As a society, we have learned repeatedly that no one should be turned away from public services just because of who they are. And we have learned that public rejections -- from humiliating harassment to outright service denials -- inflict lasting damage both to those treated as "less than" and to our fractured society.
It's bad enough that anti-LGBT discrimination still happens all the time. But with the push for religious exemption laws, policies, and court cases, it threatens to get worse. As Jack's, Bryn's, and Fatma's stories illustrate, our cherished right of religious liberty is being turned into a tool for discrimination. Opponents of equality for LGBT people, women, and vulnerable others are seeking to exempt themselves from rules intended to ensure safety and fairness for everyone. We have seen too much of this before.
Some defenders of religious exemptions point to the Masterpiece Cakeshop case currently before the Supreme Court, arguing that no real harm is being done because it's "just a cake." But the commercial bakery that casts itself as a victim because it's expected to serve all customers equally shows the anti-LGBT prejudice still poisoning our society. Whether cake or lodging or medical care, making any targeted group into pariahs is traumatizing, and deadly serious business.

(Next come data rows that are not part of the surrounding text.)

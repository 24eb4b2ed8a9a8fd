//! Path convention and URL contract for uploaded images.
//!
//! Objects live at `{folder}/{unix-millis}-{nonce}-{sanitized-filename}`, where the
//! nonce is 12 random hex digits so uploads in the same millisecond with the same
//! client filename never share a path. The public URL carries the whole storage
//! path, percent-encoded, as its last path segment:
//!
//! ```text
//! {public_base_url}/o/blog-images%2F1700000000000-3f9c0d2ab417-cover.webp?alt=media
//! ```
//!
//! Deletion depends only on that segment, so any URL this module issued can be
//! turned back into its storage path.

use std::sync::Arc;

use chrono::{DateTime, Utc};
use tracing::debug;
use uuid::Uuid;

use crate::{BlobConfig, BlobError, BlobResult, BlobStore, ImageFile};

/// A stored upload and the URL it is reachable at.
#[derive(Debug, Clone, PartialEq, Eq)]
pub struct UploadedBlob {
    pub url: String,
    pub path: String,
    pub size_bytes: u64,
    pub content_type: String,
}

pub struct BlobStorage {
    store: Arc<dyn BlobStore>,
    config: BlobConfig,
}

impl BlobStorage {
    pub fn new(store: Arc<dyn BlobStore>, config: BlobConfig) -> Self {
        Self { store, config }
    }

    pub fn config(&self) -> &BlobConfig {
        &self.config
    }

    pub fn store(&self) -> &Arc<dyn BlobStore> {
        &self.store
    }

    /// `{folder}/{unix-millis}-{nonce}-{sanitized filename}`.
    pub fn object_path(&self, filename: &str, now: DateTime<Utc>, nonce: &str) -> String {
        format!(
            "{}/{}-{}-{}",
            self.config.folder.trim_matches('/'),
            now.timestamp_millis(),
            nonce,
            sanitize_filename(filename)
        )
    }

    pub fn public_url(&self, path: &str) -> String {
        format!(
            "{}/o/{}?alt=media",
            self.config.public_base_url.trim_end_matches('/'),
            urlencoding::encode(path)
        )
    }

    /// True when `url` was issued by this storage (same public base).
    pub fn owns_url(&self, url: &str) -> bool {
        let prefix = format!("{}/o/", self.config.public_base_url.trim_end_matches('/'));
        url.starts_with(&prefix)
    }

    /// Upload an (already compressed) image and return its public URL.
    pub async fn upload(&self, file: &ImageFile) -> BlobResult<UploadedBlob> {
        let size = file.bytes.len() as u64;
        if size == 0 {
            return Err(BlobError::invalid("Refusing to upload an empty file"));
        }
        if size > self.config.max_blob_bytes {
            return Err(BlobError::invalid(format!(
                "Blob size {} exceeds maximum {}",
                size, self.config.max_blob_bytes
            )));
        }

        let path = self.object_path(&file.name, Utc::now(), &path_nonce());
        let result = self
            .store
            .put(&path, Some(&file.content_type), file.bytes.clone())
            .await?;

        debug!(path = %path, size = result.size_bytes, "blob.upload");

        Ok(UploadedBlob {
            url: self.public_url(&path),
            path,
            size_bytes: result.size_bytes,
            content_type: file.content_type.clone(),
        })
    }

    /// Delete the blob a previously issued URL points at.
    pub async fn delete_by_url(&self, url: &str) -> BlobResult<()> {
        if !self.owns_url(url) {
            return Err(BlobError::invalid(format!(
                "URL was not issued by this blob storage: {url}"
            )));
        }

        let path = storage_path_from_url(url)?;
        self.store.delete(&path).await?;

        debug!(path = %path, "blob.delete");
        Ok(())
    }

    /// Whether the blob behind `url` still exists.
    pub async fn exists(&self, url: &str) -> BlobResult<bool> {
        let path = storage_path_from_url(url)?;
        Ok(self.store.head(&path).await?.is_some())
    }
}

fn path_nonce() -> String {
    let mut nonce = Uuid::new_v4().simple().to_string();
    nonce.truncate(12);
    nonce
}

/// Storage path encoded in the last `/`-delimited segment of a URL.
pub fn storage_path_from_url(url: &str) -> BlobResult<String> {
    let without_fragment = url.split('#').next().unwrap_or(url);
    let without_query = without_fragment.split('?').next().unwrap_or(without_fragment);

    let segment = without_query
        .trim_end_matches('/')
        .rsplit('/')
        .next()
        .filter(|s| !s.is_empty())
        .ok_or_else(|| BlobError::invalid(format!("No storage path in URL: {url}")))?;

    let decoded = urlencoding::decode(segment)
        .map_err(|e| BlobError::invalid(format!("Malformed storage path in URL {url}: {e}")))?;

    if decoded.trim().is_empty() {
        return Err(BlobError::invalid(format!("No storage path in URL: {url}")));
    }

    Ok(decoded.into_owned())
}

/// Keep `[A-Za-z0-9._-]`, replace everything else with `_`, collapse repeats.
pub fn sanitize_filename(name: &str) -> String {
    // Browsers may send a full client path.
    let base = name.rsplit(['/', '\\']).next().unwrap_or(name);

    let mut out = String::with_capacity(base.len());
    for c in base.chars() {
        let mapped = if c.is_ascii_alphanumeric() || matches!(c, '.' | '-') {
            c
        } else {
            '_'
        };
        if mapped == '_' && out.ends_with('_') {
            continue;
        }
        out.push(mapped);
    }

    let trimmed = out.trim_matches(|c| c == '_' || c == '.').to_string();
    if trimmed.is_empty() {
        "image".to_string()
    } else {
        trimmed
    }
}

#[cfg(test)]
mod tests {
    use super::*;
    use crate::MemoryBlobStore;
    use bytes::Bytes;
    use chrono::TimeZone;

    fn storage() -> (Arc<MemoryBlobStore>, BlobStorage) {
        let store = Arc::new(MemoryBlobStore::new());
        let cfg = BlobConfig::new()
            .with_folder("blog-images")
            .with_public_base_url("https://cdn.example.com/v0/b/site/");
        (Arc::clone(&store), BlobStorage::new(store, cfg))
    }

    fn file(name: &str, len: usize) -> ImageFile {
        ImageFile::new(name, "image/jpeg", Bytes::from(vec![7u8; len]))
    }

    #[test]
    fn object_path_is_timestamp_prefixed_and_sanitized() {
        let (_, storage) = storage();
        let now = Utc.timestamp_millis_opt(1_700_000_000_123).unwrap();
        assert_eq!(
            storage.object_path("My Cover (final).JPG", now, "0a1b2c3d4e5f"),
            "blog-images/1700000000123-0a1b2c3d4e5f-My_Cover_final_.JPG"
        );
    }

    #[tokio::test]
    async fn same_name_uploads_get_distinct_paths() {
        let (store, storage) = storage();
        let first = storage.upload(&file("photo.jpg", 16)).await.unwrap();
        let second = storage
            .upload(&ImageFile::new("photo.jpg", "image/jpeg", Bytes::from(vec![9u8; 24])))
            .await
            .unwrap();

        assert_ne!(first.path, second.path);
        assert_ne!(first.url, second.url);
        assert_eq!(store.bytes(&first.path).await.unwrap().len(), 16);
        assert_eq!(store.bytes(&second.path).await.unwrap().len(), 24);
    }

    #[test]
    fn sanitize_strips_client_paths_and_falls_back() {
        assert_eq!(sanitize_filename("C:\\Users\\me\\hero shot.png"), "hero_shot.png");
        assert_eq!(sanitize_filename("../../etc/passwd"), "passwd");
        assert_eq!(sanitize_filename("???"), "image");
    }

    #[test]
    fn path_is_recovered_from_the_last_encoded_segment() {
        let (_, storage) = storage();
        let url = storage.public_url("blog-images/1-a b.png");
        assert_eq!(
            url,
            "https://cdn.example.com/v0/b/site/o/blog-images%2F1-a%20b.png?alt=media"
        );
        assert_eq!(storage_path_from_url(&url).unwrap(), "blog-images/1-a b.png");
        assert_eq!(
            storage_path_from_url("https://x/o/blog-images%2F2-b.png?alt=media&token=t#frag").unwrap(),
            "blog-images/2-b.png"
        );
        assert!(storage_path_from_url("").is_err());
        assert!(storage_path_from_url("?alt=media").is_err());
    }

    #[tokio::test]
    async fn upload_then_delete_by_url() {
        let (store, storage) = storage();
        let uploaded = storage.upload(&file("cover.jpg", 16)).await.unwrap();

        assert!(uploaded.path.starts_with("blog-images/"));
        assert!(uploaded.path.ends_with("-cover.jpg"));
        assert!(store.contains(&uploaded.path).await);
        assert!(storage.exists(&uploaded.url).await.unwrap());

        storage.delete_by_url(&uploaded.url).await.unwrap();
        assert!(!store.contains(&uploaded.path).await);
        assert!(!storage.exists(&uploaded.url).await.unwrap());
    }

    #[tokio::test]
    async fn oversized_and_foreign_inputs_are_rejected_without_store_calls() {
        let (store, storage) = storage();
        let storage = BlobStorage::new(
            store.clone(),
            storage.config().clone().with_max_blob_bytes(8),
        );

        let err = storage.upload(&file("big.jpg", 9)).await.unwrap_err();
        assert!(matches!(err, BlobError::Invalid { .. }));
        assert!(store.is_empty().await);

        let err = storage
            .delete_by_url("https://images.unsplash.com/photo-1")
            .await
            .unwrap_err();
        assert!(matches!(err, BlobError::Invalid { .. }));
    }
}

Opponents of LGBT equality have been preparing for years to deploy religion claims to thwart our progress toward full equality. But in the past year, they have found a powerful new accomplice in the Trump administration. Last month, with the creation of the new Conscience and Religious Freedom unit in the Department of Health and Human Services Office of Civil Rights, the federal government switched focus from protecting patients to prioritizing the "religious or moral" objections of health care workers over medical standards and patients' needs. We've entered an alarming era that's not just topsy-turvy but dangerous.
The thousands of reports of refusals and harm that LGBT people already have shared with us are real and urgent warnings that we must not allow this to become a new normal.
JENNIFER C. PIZER is the director of law and policy at Lambda Legal.